Quoted text for analysis:
🔻The main idea is that a person can regain their power and authority by asking themselves, “What can I do myself?” 🔹Instead of focusing on what cannot be changed, we should focus on what we can change within the small circle of our daily lives.🔹This circle of influence is different for each person, and it is also necessary to try to understand what motivates us — an important lesson from motivational psychology and a brighter aspect of research on soft power. 🔹As the profound psychologist Carl Gustav Jung recommends, we should look inward and ask:🔘What am I capable of? 🔘What makes me happy? 🔘What is my characteristic? 🔘Who am I really and what can I achieve?🔹The answers to these questions differ for everyone and often reveal a broad perspective of ability and freedom of action:🔘For some, it may be in choosing media that avoid war propaganda and call for peace;🔘For others, in distributing awareness leaflets or spreading peaceful messages;🔘For another group, in growing their own fruits and vegetables, or treating themselves and others respectfully — and of course, there are countless other ways.🔹Nowadays, many people no longer ask themselves these questions. Therefore, it is necessary to practice hearing our inner voice again — the very force that motivates and energizes us when we take steps toward liberation from manipulation.
Assessment for Treadstone71.com training and operations
Framing redirects audiences from public scrutiny to private self-help. Adversaries often encourage inward focus to deflate collective verification, watchdog activity, and policy engagement. Messaging elevates “inner voice” and “small circle” action. That move lowers the appetite for evidence checks and replaces external fact-finding with personal meaning. Narrative engineers favor this pivot because isolated actors become easier to steer through curated “peace media” and virtue tasks that feel moral yet have low impact on propaganda supply chains.

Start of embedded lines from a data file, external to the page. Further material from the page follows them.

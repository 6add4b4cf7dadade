//! Stability detection for windowed measurements
//!
//! This module decides, once per measurement tick:
//! - Whether the most recent throughput and latency samples have converged
//! - Whether the latency budget is met or already exceeded
//! - Whether profiling can stop, and with which outcome

mod coordinator;
mod engine;
mod tracker;

#[cfg(test)]
mod tests;

pub use coordinator::{SingleProcess, StabilityCoordinator};
pub use engine::{StabilityEngine, ThresholdCheck};
pub use tracker::{Completion, StabilityState, StabilityTracker};
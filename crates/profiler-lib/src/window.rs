//! Measurement window selection
//!
//! Attributes completed requests to a window by their end time only. A
//! request that started before the window opened still counts, with its full
//! latency; measuring only fully-contained requests would undercount slow
//! requests that straddle a boundary.

use crate::models::{CompletedRequestRecord, LatencyWindow};
use serde::{Deserialize, Serialize};
use std::collections::HashSet;

/// Requests attributed to one measurement window
#[derive(Debug, Clone, Default, PartialEq, Eq, Serialize, Deserialize)]
pub struct WindowSelection {
    /// Latencies in the order the records appear in the log
    pub latencies: Vec<u64>,
    pub delayed_request_count: usize,
    /// Number of distinct sequence ids among the selected records
    pub sequence_count: usize,
}

impl WindowSelection {
    pub fn request_count(&self) -> usize {
        self.latencies.len()
    }

    pub fn is_empty(&self) -> bool {
        self.latencies.is_empty()
    }
}

/// Select the records whose end time falls in `(start, end]`
pub fn select_window(
    window: &LatencyWindow,
    records: &[CompletedRequestRecord],
) -> WindowSelection {
    let mut selection = WindowSelection::default();
    let mut sequence_ids = HashSet::new();

    for record in records
        .iter()
        .filter(|record| window.contains_end(record.end_ns))
    {
        selection.latencies.push(record.latency_ns());
        if record.delayed {
            selection.delayed_request_count += 1;
        }
        sequence_ids.insert(record.sequence_id);
    }

    selection.sequence_count = sequence_ids.len();
    selection
}
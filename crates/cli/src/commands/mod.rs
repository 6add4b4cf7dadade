//! CLI command implementations

pub mod analyze;
pub mod gpus;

Rhetorical devices appear across disinformation playbooks. Authority appeal arrives through Jung. Moral reframing recasts resistance as self-discovery. Locus-of-control messaging urges audiences to withdraw from contested information spaces and retreat to lifestyle choices. Soft-power language wraps the appeal in psychology, which grants the script a therapeutic tone. Semiotics center on self, voice, and serenity. That palette signals safety while discouraging adversarial testing of claims.